(Beginning of RECORDS SHOWN)

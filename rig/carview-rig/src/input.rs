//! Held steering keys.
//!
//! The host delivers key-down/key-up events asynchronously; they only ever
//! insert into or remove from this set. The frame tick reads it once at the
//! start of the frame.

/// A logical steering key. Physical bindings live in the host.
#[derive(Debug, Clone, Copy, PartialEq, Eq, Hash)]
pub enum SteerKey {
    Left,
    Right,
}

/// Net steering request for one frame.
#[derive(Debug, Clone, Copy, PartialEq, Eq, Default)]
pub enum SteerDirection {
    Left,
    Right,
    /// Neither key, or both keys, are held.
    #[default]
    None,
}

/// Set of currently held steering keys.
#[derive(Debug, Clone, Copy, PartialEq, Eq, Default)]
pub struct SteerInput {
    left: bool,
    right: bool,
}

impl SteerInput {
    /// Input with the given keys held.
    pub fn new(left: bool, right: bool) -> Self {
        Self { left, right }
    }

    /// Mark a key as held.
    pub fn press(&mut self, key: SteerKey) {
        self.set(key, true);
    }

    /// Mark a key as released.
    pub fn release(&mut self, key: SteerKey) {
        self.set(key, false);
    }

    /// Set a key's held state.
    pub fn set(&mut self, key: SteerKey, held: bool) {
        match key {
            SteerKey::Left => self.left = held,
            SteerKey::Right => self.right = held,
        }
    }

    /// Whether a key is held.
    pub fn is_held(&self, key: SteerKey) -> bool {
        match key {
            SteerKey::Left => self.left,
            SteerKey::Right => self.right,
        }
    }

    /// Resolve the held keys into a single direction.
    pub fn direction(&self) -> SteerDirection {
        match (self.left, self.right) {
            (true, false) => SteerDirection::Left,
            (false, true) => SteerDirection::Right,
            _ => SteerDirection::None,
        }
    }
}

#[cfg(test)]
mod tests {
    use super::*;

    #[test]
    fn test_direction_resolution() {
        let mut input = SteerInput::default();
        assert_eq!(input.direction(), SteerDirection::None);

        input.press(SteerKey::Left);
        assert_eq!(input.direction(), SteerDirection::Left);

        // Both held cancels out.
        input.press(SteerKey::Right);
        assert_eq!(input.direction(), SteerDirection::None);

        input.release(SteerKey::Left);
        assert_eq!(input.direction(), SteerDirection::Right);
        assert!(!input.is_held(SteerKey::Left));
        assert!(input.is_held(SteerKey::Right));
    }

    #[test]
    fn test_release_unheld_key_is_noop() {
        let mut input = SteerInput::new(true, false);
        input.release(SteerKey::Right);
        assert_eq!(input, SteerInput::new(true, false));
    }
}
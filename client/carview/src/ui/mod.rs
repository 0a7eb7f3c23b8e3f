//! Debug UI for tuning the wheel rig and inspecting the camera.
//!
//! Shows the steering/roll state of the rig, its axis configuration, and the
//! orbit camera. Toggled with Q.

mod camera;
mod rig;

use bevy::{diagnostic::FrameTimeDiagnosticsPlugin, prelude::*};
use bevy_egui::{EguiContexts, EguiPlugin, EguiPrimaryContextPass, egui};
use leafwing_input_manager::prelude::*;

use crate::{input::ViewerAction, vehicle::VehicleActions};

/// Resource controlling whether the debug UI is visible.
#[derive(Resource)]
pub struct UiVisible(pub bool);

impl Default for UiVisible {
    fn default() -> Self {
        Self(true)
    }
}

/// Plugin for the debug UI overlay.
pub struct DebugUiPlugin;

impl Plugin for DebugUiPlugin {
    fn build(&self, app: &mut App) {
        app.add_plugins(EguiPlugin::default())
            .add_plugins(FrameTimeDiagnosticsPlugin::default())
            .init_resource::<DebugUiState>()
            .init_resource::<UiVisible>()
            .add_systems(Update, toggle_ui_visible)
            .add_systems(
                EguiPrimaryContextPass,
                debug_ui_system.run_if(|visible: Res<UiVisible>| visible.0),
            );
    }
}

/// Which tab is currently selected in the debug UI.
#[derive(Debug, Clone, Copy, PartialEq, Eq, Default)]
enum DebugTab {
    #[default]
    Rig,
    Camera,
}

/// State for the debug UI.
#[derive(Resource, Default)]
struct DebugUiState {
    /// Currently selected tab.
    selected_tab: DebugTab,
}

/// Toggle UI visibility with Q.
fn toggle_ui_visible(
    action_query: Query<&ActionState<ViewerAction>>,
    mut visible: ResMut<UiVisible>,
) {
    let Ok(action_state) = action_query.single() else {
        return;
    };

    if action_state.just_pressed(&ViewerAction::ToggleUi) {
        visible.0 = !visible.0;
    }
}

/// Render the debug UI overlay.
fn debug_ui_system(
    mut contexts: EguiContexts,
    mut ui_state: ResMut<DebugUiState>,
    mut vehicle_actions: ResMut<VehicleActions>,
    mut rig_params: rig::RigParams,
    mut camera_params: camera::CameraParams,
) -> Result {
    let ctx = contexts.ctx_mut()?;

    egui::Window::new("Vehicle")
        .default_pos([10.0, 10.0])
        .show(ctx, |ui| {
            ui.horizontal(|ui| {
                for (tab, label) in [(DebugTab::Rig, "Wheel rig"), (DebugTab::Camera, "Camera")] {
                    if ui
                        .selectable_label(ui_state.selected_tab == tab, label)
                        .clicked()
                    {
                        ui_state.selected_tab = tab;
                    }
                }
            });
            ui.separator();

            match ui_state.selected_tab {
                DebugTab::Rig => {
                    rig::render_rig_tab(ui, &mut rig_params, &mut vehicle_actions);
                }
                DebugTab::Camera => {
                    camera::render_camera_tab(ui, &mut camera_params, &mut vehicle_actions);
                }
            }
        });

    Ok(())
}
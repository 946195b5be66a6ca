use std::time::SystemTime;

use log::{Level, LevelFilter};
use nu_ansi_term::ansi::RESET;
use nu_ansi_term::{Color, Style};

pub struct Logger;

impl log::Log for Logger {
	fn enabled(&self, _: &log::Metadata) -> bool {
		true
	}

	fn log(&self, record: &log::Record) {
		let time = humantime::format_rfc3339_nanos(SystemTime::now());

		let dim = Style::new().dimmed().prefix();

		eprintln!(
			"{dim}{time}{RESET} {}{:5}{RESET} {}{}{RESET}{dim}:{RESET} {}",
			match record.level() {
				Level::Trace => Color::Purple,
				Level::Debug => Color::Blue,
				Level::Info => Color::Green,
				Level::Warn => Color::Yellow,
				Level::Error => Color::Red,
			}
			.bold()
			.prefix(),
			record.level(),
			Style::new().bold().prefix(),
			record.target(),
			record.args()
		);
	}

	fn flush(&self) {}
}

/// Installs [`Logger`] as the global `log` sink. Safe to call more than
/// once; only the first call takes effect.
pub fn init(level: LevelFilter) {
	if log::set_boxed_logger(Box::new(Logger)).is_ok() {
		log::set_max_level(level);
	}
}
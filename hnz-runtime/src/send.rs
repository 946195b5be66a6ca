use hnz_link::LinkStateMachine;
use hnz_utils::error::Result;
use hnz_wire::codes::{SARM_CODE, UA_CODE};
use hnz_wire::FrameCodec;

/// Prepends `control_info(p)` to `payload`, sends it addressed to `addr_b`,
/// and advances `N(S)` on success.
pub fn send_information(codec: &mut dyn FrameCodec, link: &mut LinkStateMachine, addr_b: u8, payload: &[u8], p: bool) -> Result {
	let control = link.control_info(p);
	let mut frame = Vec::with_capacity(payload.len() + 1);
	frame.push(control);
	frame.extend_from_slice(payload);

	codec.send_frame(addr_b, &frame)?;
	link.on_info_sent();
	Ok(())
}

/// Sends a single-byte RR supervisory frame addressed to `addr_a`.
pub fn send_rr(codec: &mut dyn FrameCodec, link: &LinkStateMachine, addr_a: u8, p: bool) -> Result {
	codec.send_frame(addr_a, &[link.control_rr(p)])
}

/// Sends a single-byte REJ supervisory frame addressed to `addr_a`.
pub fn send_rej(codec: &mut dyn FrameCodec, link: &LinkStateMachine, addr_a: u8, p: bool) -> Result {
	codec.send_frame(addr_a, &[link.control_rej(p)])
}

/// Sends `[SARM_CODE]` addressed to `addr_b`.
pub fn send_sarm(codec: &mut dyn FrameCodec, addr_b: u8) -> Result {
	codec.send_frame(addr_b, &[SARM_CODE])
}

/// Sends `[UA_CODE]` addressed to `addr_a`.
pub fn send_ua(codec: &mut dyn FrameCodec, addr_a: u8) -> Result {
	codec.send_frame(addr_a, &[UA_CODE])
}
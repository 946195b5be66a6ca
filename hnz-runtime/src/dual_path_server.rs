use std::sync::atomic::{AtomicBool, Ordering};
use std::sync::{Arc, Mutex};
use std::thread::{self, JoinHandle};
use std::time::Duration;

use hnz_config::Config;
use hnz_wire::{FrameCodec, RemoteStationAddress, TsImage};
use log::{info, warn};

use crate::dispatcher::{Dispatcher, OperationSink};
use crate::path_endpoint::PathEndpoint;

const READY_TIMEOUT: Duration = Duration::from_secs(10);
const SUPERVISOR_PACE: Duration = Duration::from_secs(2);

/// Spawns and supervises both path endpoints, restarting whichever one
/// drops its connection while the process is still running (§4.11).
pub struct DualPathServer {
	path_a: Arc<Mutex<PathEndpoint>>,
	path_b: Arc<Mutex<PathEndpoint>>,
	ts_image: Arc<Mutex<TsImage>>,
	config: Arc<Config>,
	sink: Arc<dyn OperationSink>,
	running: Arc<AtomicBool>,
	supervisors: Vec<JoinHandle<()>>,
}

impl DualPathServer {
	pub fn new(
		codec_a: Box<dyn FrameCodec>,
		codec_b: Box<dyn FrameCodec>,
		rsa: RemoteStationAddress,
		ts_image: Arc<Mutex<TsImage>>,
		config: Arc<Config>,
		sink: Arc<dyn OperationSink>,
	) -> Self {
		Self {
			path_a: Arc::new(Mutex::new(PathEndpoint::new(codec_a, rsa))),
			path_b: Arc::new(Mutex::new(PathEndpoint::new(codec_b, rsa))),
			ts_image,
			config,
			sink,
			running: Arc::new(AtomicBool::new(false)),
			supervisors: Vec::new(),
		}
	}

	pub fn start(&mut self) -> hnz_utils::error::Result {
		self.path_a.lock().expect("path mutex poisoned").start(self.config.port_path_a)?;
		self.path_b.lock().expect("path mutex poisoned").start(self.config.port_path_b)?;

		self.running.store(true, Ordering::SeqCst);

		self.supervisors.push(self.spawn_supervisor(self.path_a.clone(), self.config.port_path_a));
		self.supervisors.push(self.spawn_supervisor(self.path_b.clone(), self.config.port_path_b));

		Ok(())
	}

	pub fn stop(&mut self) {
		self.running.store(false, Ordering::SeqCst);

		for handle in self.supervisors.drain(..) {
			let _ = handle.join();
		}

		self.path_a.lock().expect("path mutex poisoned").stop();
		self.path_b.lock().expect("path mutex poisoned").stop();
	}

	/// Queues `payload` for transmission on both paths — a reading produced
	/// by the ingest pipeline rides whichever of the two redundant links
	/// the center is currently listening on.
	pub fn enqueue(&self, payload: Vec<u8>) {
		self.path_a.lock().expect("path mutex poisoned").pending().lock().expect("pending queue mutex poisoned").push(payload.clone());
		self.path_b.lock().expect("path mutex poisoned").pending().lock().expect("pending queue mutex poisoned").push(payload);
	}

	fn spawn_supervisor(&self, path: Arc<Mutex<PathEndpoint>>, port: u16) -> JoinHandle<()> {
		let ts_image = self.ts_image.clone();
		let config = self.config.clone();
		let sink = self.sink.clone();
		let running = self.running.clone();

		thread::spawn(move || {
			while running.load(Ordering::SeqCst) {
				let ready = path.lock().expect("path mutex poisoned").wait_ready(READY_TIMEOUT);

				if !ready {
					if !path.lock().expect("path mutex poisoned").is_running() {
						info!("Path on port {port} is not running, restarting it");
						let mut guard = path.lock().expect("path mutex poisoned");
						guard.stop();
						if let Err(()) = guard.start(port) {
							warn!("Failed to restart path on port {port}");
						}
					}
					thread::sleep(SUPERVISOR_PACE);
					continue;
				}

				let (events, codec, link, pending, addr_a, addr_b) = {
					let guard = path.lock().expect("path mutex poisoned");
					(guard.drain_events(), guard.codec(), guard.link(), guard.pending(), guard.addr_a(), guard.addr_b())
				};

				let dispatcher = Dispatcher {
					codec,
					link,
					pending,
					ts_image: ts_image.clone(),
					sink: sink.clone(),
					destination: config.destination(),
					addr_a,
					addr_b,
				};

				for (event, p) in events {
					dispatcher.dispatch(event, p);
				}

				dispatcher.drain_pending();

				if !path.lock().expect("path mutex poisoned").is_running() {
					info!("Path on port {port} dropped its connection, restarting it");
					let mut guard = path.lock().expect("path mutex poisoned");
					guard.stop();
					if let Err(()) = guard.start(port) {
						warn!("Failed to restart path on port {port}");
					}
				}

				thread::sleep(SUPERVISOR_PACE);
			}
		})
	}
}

(End of RECORDS SHOWN)

WHAT YOU SHOULD DO
Work out how many lines of the entries contain the word "DebugUiState", and answer with that number alone.

SOLUTION TO THIS EXERCISE
3